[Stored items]
######
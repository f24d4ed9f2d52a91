//! Macroblock compression and decompression pipeline.
//!
//! The image is partitioned into non-overlapping 16x16 macroblocks, each
//! contributing four 8x8 luma blocks plus two average-pooled 8x8 chroma
//! blocks (384 quantized bytes). Macroblocks are independent, so the block
//! phase runs data-parallel over disjoint ranges of the shared buffers:
//! each compression task owns one 384-byte chunk of the quantized stream,
//! each decompression task owns one 16-row band of the destination grid.
//! The entropy stage is inherently serial and runs before/after the
//! parallel phase.

use rayon::prelude::*;

use crate::container::CompressedImage;
use crate::error::CodecError;
use crate::huffman;
use crate::matrix::Matrix;
use crate::pixel::{Channel, Pixel};
use crate::quantize::Quantizer;
use crate::zigzag;
use crate::{dct, QuantizedBlock, SampleBlock, BLOCK_SIZE, MACROBLOCK_SIZE, SUBSAMPLE};

const BLOCK_AREA: usize = BLOCK_SIZE * BLOCK_SIZE;
const LUMA_BLOCKS: usize = SUBSAMPLE * SUBSAMPLE;
/// Quantized bytes one macroblock contributes: 4 luma + 2 chroma blocks.
const MACROBLOCK_BYTES: usize = (LUMA_BLOCKS + 2) * BLOCK_AREA;

/// Worker-local scratch for the compression phase, allocated once per
/// worker and reused across its macroblocks.
struct CompressScratch {
    samples: SampleBlock,
    freqs: SampleBlock,
    quantized: QuantizedBlock,
    sequence: [u8; BLOCK_AREA],
}

impl CompressScratch {
    fn new() -> Self {
        Self {
            samples: [[0.0; BLOCK_SIZE]; BLOCK_SIZE],
            freqs: [[0.0; BLOCK_SIZE]; BLOCK_SIZE],
            quantized: [[0u8; BLOCK_SIZE]; BLOCK_SIZE],
            sequence: [0u8; BLOCK_AREA],
        }
    }
}

/// Worker-local scratch for the decompression phase.
struct UncompressScratch {
    sequence: [u8; BLOCK_AREA],
    quantized: QuantizedBlock,
    freqs: SampleBlock,
    luma: [SampleBlock; LUMA_BLOCKS],
    cb: SampleBlock,
    cr: SampleBlock,
}

impl UncompressScratch {
    fn new() -> Self {
        Self {
            sequence: [0u8; BLOCK_AREA],
            quantized: [[0u8; BLOCK_SIZE]; BLOCK_SIZE],
            freqs: [[0.0; BLOCK_SIZE]; BLOCK_SIZE],
            luma: [[[0.0; BLOCK_SIZE]; BLOCK_SIZE]; LUMA_BLOCKS],
            cb: [[0.0; BLOCK_SIZE]; BLOCK_SIZE],
            cr: [[0.0; BLOCK_SIZE]; BLOCK_SIZE],
        }
    }
}

fn level_shift(block: &mut SampleBlock, delta: f64) {
    for row in block.iter_mut() {
        for sample in row.iter_mut() {
            *sample += delta;
        }
    }
}

/// Level shift, transform, quantize, and zigzag one extracted block into
/// its 64-byte slot of the quantized stream.
fn compress_block(quantizer: &Quantizer, scratch: &mut CompressScratch, out: &mut [u8]) {
    level_shift(&mut scratch.samples, -128.0);
    dct::forward(&scratch.samples, &mut scratch.freqs);
    quantizer.quantize(&scratch.freqs, &mut scratch.quantized);
    zigzag::scan(&scratch.quantized, &mut scratch.sequence);
    out.copy_from_slice(&scratch.sequence);
}

/// Compress one 16x16 macroblock into its owned 384-byte chunk:
/// four luma blocks in row-major order, then pooled Cb, then pooled Cr.
fn compress_macroblock(
    matrix: &Matrix,
    quantizer: &Quantizer,
    scratch: &mut CompressScratch,
    y: usize,
    x: usize,
    out: &mut [u8],
) {
    let mut offset = 0;
    for yy in (0..MACROBLOCK_SIZE).step_by(BLOCK_SIZE) {
        for xx in (0..MACROBLOCK_SIZE).step_by(BLOCK_SIZE) {
            matrix.copy_block(y + yy, x + xx, Channel::Luma, &mut scratch.samples);
            compress_block(quantizer, scratch, &mut out[offset..offset + BLOCK_AREA]);
            offset += BLOCK_AREA;
        }
    }
    for channel in [Channel::Cb, Channel::Cr] {
        matrix.pool_block(y, x, channel, &mut scratch.samples);
        compress_block(quantizer, scratch, &mut out[offset..offset + BLOCK_AREA]);
        offset += BLOCK_AREA;
    }
}

/// Compress a pixel grid at the given quality.
pub fn compress(matrix: &Matrix, quality: u8) -> Result<CompressedImage, CodecError> {
    let quantizer = Quantizer::new(quality)?;
    let mbs_per_row = matrix.width() / MACROBLOCK_SIZE;
    let mbs_per_col = matrix.height() / MACROBLOCK_SIZE;

    let mut quantized = vec![0u8; mbs_per_row * mbs_per_col * MACROBLOCK_BYTES];
    quantized
        .par_chunks_mut(MACROBLOCK_BYTES)
        .enumerate()
        .for_each_init(CompressScratch::new, |scratch, (index, chunk)| {
            let y = index / mbs_per_row * MACROBLOCK_SIZE;
            let x = index % mbs_per_row * MACROBLOCK_SIZE;
            compress_macroblock(matrix, &quantizer, scratch, y, x, chunk);
        });

    let encoded = huffman::encode(&quantized);
    log::debug!(
        "compressed {}x{} at quality {}: {} quantized bytes -> {} payload bytes",
        matrix.width(),
        matrix.height(),
        quality,
        quantized.len(),
        encoded.payload.len()
    );

    Ok(CompressedImage {
        quality,
        height: matrix.height() as u32,
        width: matrix.width() as u32,
        bit_count: encoded.bit_count,
        decode_table: encoded.decode_table,
        payload: encoded.payload,
    })
}

/// Unscan, dequantize, inverse-transform, and level-shift one 64-byte slot
/// of the quantized stream back into a spatial sample block.
fn uncompress_block(
    quantizer: &Quantizer,
    bytes: &[u8],
    sequence: &mut [u8; BLOCK_AREA],
    quantized: &mut QuantizedBlock,
    freqs: &mut SampleBlock,
    out: &mut SampleBlock,
) {
    sequence.copy_from_slice(bytes);
    zigzag::unscan(sequence, quantized);
    quantizer.dequantize(quantized, freqs);
    dct::inverse(freqs, out);
    level_shift(out, 128.0);
}

/// Reconstruct one macroblock into its 16-row band of the pixel grid.
///
/// Each pooled chroma sample is replicated over its `SUBSAMPLE x
/// SUBSAMPLE` pixel group (the inverse of average pooling); all channels
/// recombine through the YCbCr pixel constructor.
fn uncompress_macroblock(
    quantizer: &Quantizer,
    scratch: &mut UncompressScratch,
    bytes: &[u8],
    band: &mut [Pixel],
    width: usize,
    x0: usize,
) {
    let mut offset = 0;
    for i in 0..LUMA_BLOCKS {
        uncompress_block(
            quantizer,
            &bytes[offset..offset + BLOCK_AREA],
            &mut scratch.sequence,
            &mut scratch.quantized,
            &mut scratch.freqs,
            &mut scratch.luma[i],
        );
        offset += BLOCK_AREA;
    }
    for chroma in [&mut scratch.cb, &mut scratch.cr] {
        uncompress_block(
            quantizer,
            &bytes[offset..offset + BLOCK_AREA],
            &mut scratch.sequence,
            &mut scratch.quantized,
            &mut scratch.freqs,
            chroma,
        );
        offset += BLOCK_AREA;
    }

    let mut block = 0;
    for yy in 0..SUBSAMPLE {
        for xx in 0..SUBSAMPLE {
            let luma = &scratch.luma[block];
            for y in 0..BLOCK_SIZE {
                for x in 0..BLOCK_SIZE {
                    let cy = (yy * BLOCK_SIZE + y) / SUBSAMPLE;
                    let cx = (xx * BLOCK_SIZE + x) / SUBSAMPLE;
                    let row = yy * BLOCK_SIZE + y;
                    let col = x0 + xx * BLOCK_SIZE + x;
                    band[row * width + col] =
                        Pixel::from_ycbcr(luma[y][x], scratch.cb[cy][cx], scratch.cr[cy][cx]);
                }
            }
            block += 1;
        }
    }
}

/// Decompress a container back into a pixel grid.
pub fn uncompress(image: &CompressedImage) -> Result<Matrix, CodecError> {
    let quantizer = Quantizer::new(image.quality)?;
    let height = image.height as usize;
    let width = image.width as usize;
    if height == 0
        || width == 0
        || height % MACROBLOCK_SIZE != 0
        || width % MACROBLOCK_SIZE != 0
    {
        return Err(CodecError::MalformedContainer(format!(
            "dimensions {}x{} are not multiples of the macroblock size",
            width, height
        )));
    }

    let quantized = huffman::decode(&image.payload, &image.decode_table, image.bit_count)?;
    let mbs_per_row = width / MACROBLOCK_SIZE;
    let expected = height / MACROBLOCK_SIZE * mbs_per_row * MACROBLOCK_BYTES;
    if quantized.len() != expected {
        return Err(CodecError::MalformedContainer(format!(
            "decoded stream is {} bytes, expected {}",
            quantized.len(),
            expected
        )));
    }

    let mut pixels = vec![Pixel::default(); height * width];
    pixels
        .par_chunks_mut(MACROBLOCK_SIZE * width)
        .enumerate()
        .for_each_init(UncompressScratch::new, |scratch, (band_index, band)| {
            let band_base = band_index * mbs_per_row * MACROBLOCK_BYTES;
            for mb in 0..mbs_per_row {
                let offset = band_base + mb * MACROBLOCK_BYTES;
                uncompress_macroblock(
                    &quantizer,
                    scratch,
                    &quantized[offset..offset + MACROBLOCK_BYTES],
                    band,
                    width,
                    mb * MACROBLOCK_SIZE,
                );
            }
        });

    log::debug!("decompressed {}x{} at quality {}", width, height, image.quality);
    Ok(Matrix::from_pixels(height, width, pixels))
}
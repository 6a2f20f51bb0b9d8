//! Point-to-point TCP transport with a lazy connection cache
//!
//! # Architecture
//!
//! ```text
//! ┌───────────────────────┐   enqueue (sync, ordered)   ┌──────────────────┐
//! │ generator / listeners │ ──────────────────────────► │ OutboundChannel  │
//! └───────────────────────┘                             │  (mpsc sender)   │
//!                                                       └────────┬─────────┘
//!                                                                │
//!                                                                ▼
//!                                                       ┌──────────────────┐
//!                                                       │  writer task     │
//!                                                       │  one per Route   │
//!                                                       │  TcpStream lines │
//!                                                       └──────────────────┘
//! ```
//!
//! Opening a connection is async, but pushing onto an open one is not: the
//! snapshot engine relies on that to order markers and transfers on a
//! channel while it holds its own lock.

use crate::{
    listener::Inbound,
    message::Message,
    metrics::{MESSAGE_SEND_TOTAL, OPEN_CONNECTIONS},
    routing::{PortLayout, Route},
    Error, Result,
};
use async_trait::async_trait;
use ledger_core::NodeId;
use std::collections::HashMap;
use std::sync::atomic::{AtomicBool, Ordering};
use std::sync::Arc;
use std::time::Duration;
use tokio::io::AsyncWriteExt;
use tokio::net::{TcpListener, TcpStream};
use tokio::sync::{mpsc, Mutex};
use tokio::task::JoinHandle;
use tracing::{debug, error, info, warn};

/// Where a peer node can be reached
#[derive(Debug, Clone, PartialEq, Eq)]
pub struct Peer {
    /// Host name or IP address
    pub address: String,

    /// Port layout of the peer's listeners
    pub ports: PortLayout,
}

/// Opens outbound channels
///
/// Implemented by [`Transport`]; tests substitute in-process channels.
#[async_trait]
pub trait Connector: Send + Sync {
    /// Return the cached channel for `route`, opening it on first use
    async fn connect_to(&self, route: Route) -> Result<OutboundChannel>;

    /// Connect (if needed) and enqueue one message
    async fn send(&self, route: Route, message: Message) -> Result<()> {
        self.connect_to(route).await?.enqueue(message)
    }
}

/// Handle to one outbound channel
///
/// Cloning is cheap; every clone feeds the same ordered queue.
#[derive(Debug, Clone)]
pub struct OutboundChannel {
    route: Route,
    tx: mpsc::UnboundedSender<Message>,
}

impl OutboundChannel {
    /// Channel not backed by a socket; the receiver sees messages in order
    pub fn detached(route: Route) -> (Self, mpsc::UnboundedReceiver<Message>) {
        let (tx, rx) = mpsc::unbounded_channel();
        (Self { route, tx }, rx)
    }

    /// Route this channel serves
    pub fn route(&self) -> Route {
        self.route
    }

    /// Queue a message behind everything already queued on this channel
    pub fn enqueue(&self, message: Message) -> Result<()> {
        self.tx
            .send(message)
            .map_err(|_| Error::ChannelClosed(self.route.to_string()))
    }

    /// True once the writer behind this channel has gone away
    pub fn is_closed(&self) -> bool {
        self.tx.is_closed()
    }
}

/// Cache slot of one route; locked only while that route connects
type Slot = Arc<Mutex<Option<OutboundChannel>>>;

/// TCP transport of one node
#[derive(Debug)]
pub struct Transport {
    /// Node this transport sends as
    local: NodeId,

    /// Address book of every node we may talk to
    peers: HashMap<NodeId, Peer>,

    /// Interface listeners bind to
    bind_host: String,

    /// Timeout for opening a connection
    connect_timeout: Duration,

    /// Cached outbound channels, one slot per route
    connections: parking_lot::Mutex<HashMap<Route, Slot>>,

    /// Writer tasks, awaited on shutdown
    writers: parking_lot::Mutex<Vec<JoinHandle<()>>>,

    /// Set by `close_all`
    closed: AtomicBool,
}

impl Transport {
    /// Create new transport
    pub fn new(local: NodeId, peers: HashMap<NodeId, Peer>) -> Self {
        Self {
            local,
            peers,
            bind_host: "0.0.0.0".to_string(),
            connect_timeout: Duration::from_secs(5),
            connections: parking_lot::Mutex::new(HashMap::new()),
            writers: parking_lot::Mutex::new(Vec::new()),
            closed: AtomicBool::new(false),
        }
    }

    /// Bind listeners on a specific interface
    pub fn with_bind_host(mut self, host: impl Into<String>) -> Self {
        self.bind_host = host.into();
        self
    }

    /// Number of cached outbound connections
    pub async fn connection_count(&self) -> usize {
        let slots: Vec<Slot> = self.connections.lock().values().cloned().collect();
        let mut count = 0;
        for slot in slots {
            if slot.lock().await.is_some() {
                count += 1;
            }
        }
        count
    }

    /// Bind a receiver on `port`
    ///
    /// Bind failure is returned to the caller; for a configured node port
    /// it is fatal.
    pub async fn listen(&self, port: u16) -> Result<Inbound> {
        let listener = TcpListener::bind((self.bind_host.as_str(), port))
            .await
            .map_err(|source| Error::Bind { port, source })?;

        info!(node = %self.local, port, "Start listening");
        Inbound::spawn(listener)
    }

    /// Close every cached connection and wait for queued messages to drain
    ///
    /// Safe to call more than once.
    pub async fn close_all(&self) {
        self.closed.store(true, Ordering::SeqCst);

        let slots: Vec<_> = self.connections.lock().drain().collect();

        // waits for connects still in progress
        let mut drained = Vec::with_capacity(slots.len());
        for (route, slot) in slots {
            if slot.lock().await.take().is_some() {
                drained.push(route);
            }
        }
        OPEN_CONNECTIONS.sub(drained.len() as i64);

        let writers: Vec<_> = std::mem::take(&mut *self.writers.lock());
        if writers.is_empty() {
            return;
        }

        debug!(node = %self.local, count = writers.len(), "Waiting for writers to drain");
        let join = futures::future::join_all(writers);
        if tokio::time::timeout(self.connect_timeout, join).await.is_err() {
            warn!(node = %self.local, "Writers did not drain before timeout");
        }

        info!(node = %self.local, routes = ?drained, "Closed outbound connections");
    }

    fn slot(&self, route: Route) -> Slot {
        self.connections.lock().entry(route).or_default().clone()
    }

    async fn open(&self, route: Route) -> Result<OutboundChannel> {
        let peer = self
            .peers
            .get(&route.target)
            .ok_or(Error::UnknownNode(route.target))?;

        let port = peer.ports.port_for(route.kind, self.local).ok_or_else(|| {
            Error::Connection(format!("no {} port for sender {}", route, self.local))
        })?;
        let addr = format!("{}:{}", peer.address, port);

        let stream = tokio::time::timeout(self.connect_timeout, TcpStream::connect(&addr))
            .await
            .map_err(|_| Error::Connection(format!("connect to {} timed out", addr)))?
            .map_err(|e| Error::Connection(format!("connect to {} failed: {}", addr, e)))?;
        stream.set_nodelay(true)?;

        debug!(node = %self.local, %route, %addr, "Connected");

        let (channel, rx) = OutboundChannel::detached(route);
        let writer = tokio::spawn(write_loop(route, stream, rx));
        self.writers.lock().push(writer);

        Ok(channel)
    }
}

#[async_trait]
impl Connector for Transport {
    async fn connect_to(&self, route: Route) -> Result<OutboundChannel> {
        if self.closed.load(Ordering::SeqCst) {
            return Err(Error::ChannelClosed(route.to_string()));
        }

        // Held across the connect so racing first sends share one socket;
        // other routes never wait on it
        let slot = self.slot(route);
        let mut cached = slot.lock().await;

        // close_all may have drained the map before this slot was added
        if self.closed.load(Ordering::SeqCst) {
            return Err(Error::ChannelClosed(route.to_string()));
        }

        if let Some(channel) = cached.as_ref() {
            if !channel.is_closed() {
                return Ok(channel.clone());
            }
            warn!(node = %self.local, %route, "Cached connection is dead, reconnecting");
            *cached = None;
            OPEN_CONNECTIONS.dec();
        }

        let channel = self.open(route).await?;
        *cached = Some(channel.clone());
        OPEN_CONNECTIONS.inc();

        Ok(channel)
    }
}

/// Drain one channel's queue onto its socket
async fn write_loop(route: Route, mut stream: TcpStream, mut rx: mpsc::UnboundedReceiver<Message>) {
    while let Some(message) = rx.recv().await {
        let label = message.message_type.as_str();

        let line = match message.to_line() {
            Ok(line) => line,
            Err(e) => {
                error!(%route, "Failed to serialize message: {}", e);
                MESSAGE_SEND_TOTAL.with_label_values(&[label, "error"]).inc();
                continue;
            }
        };

        if let Err(e) = stream.write_all(line.as_bytes()).await {
            error!(%route, "Failed to write message: {}", e);
            MESSAGE_SEND_TOTAL.with_label_values(&[label, "error"]).inc();
            break;
        }

        MESSAGE_SEND_TOTAL.with_label_values(&[label, "success"]).inc();
    }

    let _ = stream.shutdown().await;
    debug!(%route, "Writer stopped");
}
######
What to produce:
After locating the line with "#[derive(Debug, Clone, PartialEq, Eq)]" above, return that line and every later line through the one with "substitute in-process channels.", word for word and with nothing else.

Reply to the task:
#[derive(Debug, Clone, PartialEq, Eq)]
pub struct Peer {
    /// Host name or IP address
    pub address: String,

    /// Port layout of the peer's listeners
    pub ports: PortLayout,
}

/// Opens outbound channels
///
/// Implemented by [`Transport`]; tests substitute in-process channels.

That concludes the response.